> **Your instructions**
Look through the data below for the string "node", and copy every line where it turns up.

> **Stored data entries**
━━━━━━━━━━━━━━━━━━━━━━━━━━━━━━

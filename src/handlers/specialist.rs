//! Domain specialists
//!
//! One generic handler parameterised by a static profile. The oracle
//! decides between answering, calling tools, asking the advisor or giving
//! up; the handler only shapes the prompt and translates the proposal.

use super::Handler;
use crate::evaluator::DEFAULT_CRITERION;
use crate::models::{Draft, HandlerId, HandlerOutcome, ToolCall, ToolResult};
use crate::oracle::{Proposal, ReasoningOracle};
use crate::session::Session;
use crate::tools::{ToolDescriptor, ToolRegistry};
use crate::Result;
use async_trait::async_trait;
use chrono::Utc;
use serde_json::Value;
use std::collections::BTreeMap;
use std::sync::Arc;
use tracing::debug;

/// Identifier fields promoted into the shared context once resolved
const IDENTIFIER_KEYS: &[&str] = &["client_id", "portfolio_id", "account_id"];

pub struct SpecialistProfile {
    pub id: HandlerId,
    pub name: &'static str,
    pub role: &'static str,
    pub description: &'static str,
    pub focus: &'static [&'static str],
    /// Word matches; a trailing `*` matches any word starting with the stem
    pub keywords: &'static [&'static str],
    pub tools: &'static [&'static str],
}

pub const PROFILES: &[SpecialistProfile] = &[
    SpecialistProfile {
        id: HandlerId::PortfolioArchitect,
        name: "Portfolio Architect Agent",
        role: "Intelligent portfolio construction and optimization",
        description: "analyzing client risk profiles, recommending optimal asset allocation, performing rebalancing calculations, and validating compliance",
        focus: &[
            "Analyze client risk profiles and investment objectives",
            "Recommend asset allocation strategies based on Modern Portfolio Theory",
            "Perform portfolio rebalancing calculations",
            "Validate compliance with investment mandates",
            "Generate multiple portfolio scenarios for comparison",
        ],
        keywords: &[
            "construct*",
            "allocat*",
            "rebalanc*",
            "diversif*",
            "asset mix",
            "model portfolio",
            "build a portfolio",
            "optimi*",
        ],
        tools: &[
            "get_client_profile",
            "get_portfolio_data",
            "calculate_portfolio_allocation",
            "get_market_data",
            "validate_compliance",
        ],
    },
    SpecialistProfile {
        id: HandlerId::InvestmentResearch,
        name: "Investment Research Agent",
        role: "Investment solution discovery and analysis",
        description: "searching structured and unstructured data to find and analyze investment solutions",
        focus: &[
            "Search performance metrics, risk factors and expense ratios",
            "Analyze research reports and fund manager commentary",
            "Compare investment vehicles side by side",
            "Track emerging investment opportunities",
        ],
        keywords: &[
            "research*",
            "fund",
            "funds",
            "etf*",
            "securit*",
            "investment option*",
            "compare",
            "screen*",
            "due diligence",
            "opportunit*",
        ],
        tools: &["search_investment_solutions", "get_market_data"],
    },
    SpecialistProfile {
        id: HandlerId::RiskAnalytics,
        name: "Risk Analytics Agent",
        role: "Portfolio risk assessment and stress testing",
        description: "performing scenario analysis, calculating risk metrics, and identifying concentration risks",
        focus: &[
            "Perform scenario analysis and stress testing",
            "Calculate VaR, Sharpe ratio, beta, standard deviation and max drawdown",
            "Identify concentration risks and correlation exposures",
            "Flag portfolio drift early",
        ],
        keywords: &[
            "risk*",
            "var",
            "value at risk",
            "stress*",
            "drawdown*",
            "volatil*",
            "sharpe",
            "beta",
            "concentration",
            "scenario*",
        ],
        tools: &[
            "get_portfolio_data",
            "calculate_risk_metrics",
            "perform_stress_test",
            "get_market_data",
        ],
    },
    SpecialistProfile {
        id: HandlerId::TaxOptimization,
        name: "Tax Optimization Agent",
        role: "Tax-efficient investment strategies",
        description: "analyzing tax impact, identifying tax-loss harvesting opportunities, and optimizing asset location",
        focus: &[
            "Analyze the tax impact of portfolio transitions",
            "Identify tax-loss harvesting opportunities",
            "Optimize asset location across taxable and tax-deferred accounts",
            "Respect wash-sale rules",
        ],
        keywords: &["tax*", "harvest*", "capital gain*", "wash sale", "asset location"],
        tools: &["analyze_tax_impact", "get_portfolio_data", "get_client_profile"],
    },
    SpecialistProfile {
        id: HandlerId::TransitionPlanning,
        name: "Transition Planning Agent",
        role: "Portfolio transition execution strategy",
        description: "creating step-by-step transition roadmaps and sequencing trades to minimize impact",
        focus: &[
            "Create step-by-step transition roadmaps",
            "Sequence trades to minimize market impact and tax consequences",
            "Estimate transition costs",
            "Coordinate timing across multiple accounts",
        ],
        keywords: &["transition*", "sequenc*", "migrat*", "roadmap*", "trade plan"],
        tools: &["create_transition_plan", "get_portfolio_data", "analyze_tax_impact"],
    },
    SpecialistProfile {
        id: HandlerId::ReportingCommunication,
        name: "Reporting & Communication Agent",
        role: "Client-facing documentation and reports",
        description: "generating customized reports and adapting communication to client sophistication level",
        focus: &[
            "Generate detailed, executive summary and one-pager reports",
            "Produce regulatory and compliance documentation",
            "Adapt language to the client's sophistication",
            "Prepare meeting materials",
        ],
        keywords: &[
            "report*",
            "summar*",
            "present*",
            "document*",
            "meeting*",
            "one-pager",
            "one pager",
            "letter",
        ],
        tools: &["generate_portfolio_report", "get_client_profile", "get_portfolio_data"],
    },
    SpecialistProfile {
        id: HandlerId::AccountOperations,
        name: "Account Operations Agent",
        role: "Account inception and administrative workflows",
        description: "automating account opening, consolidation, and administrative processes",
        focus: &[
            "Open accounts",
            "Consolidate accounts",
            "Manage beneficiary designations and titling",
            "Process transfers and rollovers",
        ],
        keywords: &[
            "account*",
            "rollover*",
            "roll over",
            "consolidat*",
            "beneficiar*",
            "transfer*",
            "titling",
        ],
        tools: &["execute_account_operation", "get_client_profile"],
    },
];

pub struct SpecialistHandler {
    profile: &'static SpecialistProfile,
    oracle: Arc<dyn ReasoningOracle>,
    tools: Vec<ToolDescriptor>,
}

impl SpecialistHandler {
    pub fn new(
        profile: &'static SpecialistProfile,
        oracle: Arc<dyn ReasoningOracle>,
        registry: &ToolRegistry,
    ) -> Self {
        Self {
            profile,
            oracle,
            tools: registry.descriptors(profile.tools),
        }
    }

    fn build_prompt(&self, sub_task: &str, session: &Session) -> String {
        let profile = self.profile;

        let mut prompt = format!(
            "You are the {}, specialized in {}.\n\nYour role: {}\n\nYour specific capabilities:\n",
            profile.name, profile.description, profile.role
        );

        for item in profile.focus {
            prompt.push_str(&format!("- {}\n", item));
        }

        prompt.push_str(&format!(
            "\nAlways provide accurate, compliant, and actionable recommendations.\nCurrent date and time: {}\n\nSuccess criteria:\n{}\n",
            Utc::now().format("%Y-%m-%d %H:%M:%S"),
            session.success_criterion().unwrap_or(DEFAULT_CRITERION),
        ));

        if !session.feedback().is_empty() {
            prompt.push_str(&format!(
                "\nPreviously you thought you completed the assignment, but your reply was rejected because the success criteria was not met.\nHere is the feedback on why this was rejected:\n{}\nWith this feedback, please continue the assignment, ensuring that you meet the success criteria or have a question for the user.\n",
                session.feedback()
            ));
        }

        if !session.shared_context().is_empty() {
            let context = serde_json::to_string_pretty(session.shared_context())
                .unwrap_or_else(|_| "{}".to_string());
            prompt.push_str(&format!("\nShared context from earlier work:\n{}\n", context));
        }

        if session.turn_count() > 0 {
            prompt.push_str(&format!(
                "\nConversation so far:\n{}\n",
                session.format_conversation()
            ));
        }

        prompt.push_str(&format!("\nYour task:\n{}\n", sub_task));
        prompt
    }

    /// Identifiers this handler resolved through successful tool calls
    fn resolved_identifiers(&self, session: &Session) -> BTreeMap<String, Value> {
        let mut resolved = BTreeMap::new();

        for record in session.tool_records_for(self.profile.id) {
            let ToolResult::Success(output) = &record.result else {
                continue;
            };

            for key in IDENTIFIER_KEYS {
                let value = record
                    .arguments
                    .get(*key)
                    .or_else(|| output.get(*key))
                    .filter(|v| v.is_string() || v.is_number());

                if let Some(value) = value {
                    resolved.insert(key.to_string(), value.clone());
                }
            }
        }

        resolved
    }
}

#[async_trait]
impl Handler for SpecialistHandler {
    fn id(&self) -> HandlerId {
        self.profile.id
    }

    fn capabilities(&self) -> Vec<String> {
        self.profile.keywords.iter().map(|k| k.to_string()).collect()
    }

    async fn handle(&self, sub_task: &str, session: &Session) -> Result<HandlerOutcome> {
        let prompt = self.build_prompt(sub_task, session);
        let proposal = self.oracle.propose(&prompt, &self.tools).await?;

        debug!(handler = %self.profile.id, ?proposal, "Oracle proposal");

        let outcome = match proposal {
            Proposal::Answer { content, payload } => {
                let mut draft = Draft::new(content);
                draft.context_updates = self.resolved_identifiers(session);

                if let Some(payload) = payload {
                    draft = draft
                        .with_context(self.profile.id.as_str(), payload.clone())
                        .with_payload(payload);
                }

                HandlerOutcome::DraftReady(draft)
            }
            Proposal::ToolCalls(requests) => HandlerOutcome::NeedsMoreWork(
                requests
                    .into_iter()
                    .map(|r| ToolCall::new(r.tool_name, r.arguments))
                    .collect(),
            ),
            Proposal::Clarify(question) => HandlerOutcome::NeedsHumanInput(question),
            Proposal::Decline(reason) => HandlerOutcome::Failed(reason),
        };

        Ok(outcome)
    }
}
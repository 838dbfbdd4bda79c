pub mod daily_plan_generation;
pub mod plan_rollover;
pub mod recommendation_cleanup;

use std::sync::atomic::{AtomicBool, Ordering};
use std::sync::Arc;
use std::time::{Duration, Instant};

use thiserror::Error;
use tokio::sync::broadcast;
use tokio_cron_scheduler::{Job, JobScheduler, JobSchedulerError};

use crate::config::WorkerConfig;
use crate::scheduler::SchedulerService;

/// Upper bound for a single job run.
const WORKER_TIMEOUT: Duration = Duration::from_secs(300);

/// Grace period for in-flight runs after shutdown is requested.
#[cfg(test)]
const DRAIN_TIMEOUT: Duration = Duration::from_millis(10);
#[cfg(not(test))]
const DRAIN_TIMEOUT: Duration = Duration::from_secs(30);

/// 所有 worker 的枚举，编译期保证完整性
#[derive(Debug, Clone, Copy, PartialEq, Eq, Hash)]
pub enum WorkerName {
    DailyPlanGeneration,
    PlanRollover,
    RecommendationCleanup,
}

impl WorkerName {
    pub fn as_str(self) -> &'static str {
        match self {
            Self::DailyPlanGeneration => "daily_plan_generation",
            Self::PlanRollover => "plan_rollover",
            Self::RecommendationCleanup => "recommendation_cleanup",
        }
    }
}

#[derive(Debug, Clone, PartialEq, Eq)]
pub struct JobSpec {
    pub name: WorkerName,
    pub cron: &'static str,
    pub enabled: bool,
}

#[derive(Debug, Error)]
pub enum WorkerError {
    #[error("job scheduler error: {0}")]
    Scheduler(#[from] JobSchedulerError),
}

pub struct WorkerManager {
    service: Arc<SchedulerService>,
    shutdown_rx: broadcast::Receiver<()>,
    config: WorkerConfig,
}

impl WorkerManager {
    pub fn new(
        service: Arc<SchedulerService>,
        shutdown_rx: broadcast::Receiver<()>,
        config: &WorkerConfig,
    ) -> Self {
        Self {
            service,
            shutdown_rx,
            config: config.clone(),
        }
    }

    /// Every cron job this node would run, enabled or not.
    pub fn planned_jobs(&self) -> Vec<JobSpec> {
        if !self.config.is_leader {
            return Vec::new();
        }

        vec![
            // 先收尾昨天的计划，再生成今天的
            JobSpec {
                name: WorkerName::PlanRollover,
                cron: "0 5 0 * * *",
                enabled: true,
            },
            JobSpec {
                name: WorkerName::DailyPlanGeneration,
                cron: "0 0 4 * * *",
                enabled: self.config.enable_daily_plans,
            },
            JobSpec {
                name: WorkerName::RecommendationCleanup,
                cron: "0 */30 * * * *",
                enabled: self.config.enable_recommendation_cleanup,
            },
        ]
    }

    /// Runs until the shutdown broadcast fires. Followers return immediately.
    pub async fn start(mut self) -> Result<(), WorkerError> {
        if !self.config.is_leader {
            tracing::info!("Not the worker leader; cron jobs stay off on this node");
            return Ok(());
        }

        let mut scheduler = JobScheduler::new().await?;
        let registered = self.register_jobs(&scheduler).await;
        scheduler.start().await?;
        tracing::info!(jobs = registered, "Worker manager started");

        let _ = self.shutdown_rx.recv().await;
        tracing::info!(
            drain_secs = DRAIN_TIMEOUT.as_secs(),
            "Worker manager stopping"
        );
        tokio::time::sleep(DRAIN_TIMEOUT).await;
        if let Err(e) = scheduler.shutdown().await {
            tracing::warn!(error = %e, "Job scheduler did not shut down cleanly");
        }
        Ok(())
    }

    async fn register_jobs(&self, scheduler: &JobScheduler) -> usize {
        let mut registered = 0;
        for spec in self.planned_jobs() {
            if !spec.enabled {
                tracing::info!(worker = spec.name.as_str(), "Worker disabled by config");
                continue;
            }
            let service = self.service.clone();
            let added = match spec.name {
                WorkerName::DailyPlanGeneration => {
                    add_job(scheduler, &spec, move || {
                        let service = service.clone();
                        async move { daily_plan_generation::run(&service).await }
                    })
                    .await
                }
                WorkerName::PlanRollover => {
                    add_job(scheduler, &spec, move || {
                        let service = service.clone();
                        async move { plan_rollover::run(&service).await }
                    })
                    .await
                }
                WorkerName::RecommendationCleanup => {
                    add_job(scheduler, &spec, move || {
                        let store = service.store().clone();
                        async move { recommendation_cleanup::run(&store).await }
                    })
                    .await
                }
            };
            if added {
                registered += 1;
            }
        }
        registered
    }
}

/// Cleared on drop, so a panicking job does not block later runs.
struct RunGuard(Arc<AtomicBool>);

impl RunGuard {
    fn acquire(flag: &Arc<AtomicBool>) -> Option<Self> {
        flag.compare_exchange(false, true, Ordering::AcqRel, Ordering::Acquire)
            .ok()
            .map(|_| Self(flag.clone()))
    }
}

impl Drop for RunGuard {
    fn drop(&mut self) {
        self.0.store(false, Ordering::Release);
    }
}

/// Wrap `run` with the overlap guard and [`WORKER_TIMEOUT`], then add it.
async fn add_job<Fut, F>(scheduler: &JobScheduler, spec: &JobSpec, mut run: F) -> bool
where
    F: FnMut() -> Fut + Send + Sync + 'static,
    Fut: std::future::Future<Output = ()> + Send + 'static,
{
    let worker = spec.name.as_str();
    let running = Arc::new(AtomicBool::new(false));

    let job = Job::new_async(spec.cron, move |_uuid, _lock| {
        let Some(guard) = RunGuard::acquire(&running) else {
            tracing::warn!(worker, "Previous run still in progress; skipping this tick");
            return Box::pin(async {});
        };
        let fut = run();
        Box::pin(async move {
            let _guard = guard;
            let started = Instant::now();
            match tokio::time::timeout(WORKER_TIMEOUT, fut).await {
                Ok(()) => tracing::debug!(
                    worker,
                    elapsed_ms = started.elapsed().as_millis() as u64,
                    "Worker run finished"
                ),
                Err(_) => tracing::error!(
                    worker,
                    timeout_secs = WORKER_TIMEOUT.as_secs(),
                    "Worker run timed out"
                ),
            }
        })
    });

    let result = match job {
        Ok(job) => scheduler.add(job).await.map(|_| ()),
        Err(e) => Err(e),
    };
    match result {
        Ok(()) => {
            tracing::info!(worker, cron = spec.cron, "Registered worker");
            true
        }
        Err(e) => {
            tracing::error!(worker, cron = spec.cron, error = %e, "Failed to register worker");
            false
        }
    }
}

━━━━━━━━━━━━━━━━━━━━━━━━━━━━━━

> **Result for this task**
    /// Every cron job this node would run, enabled or not.
            tracing::info!("Not the worker leader; cron jobs stay off on this node");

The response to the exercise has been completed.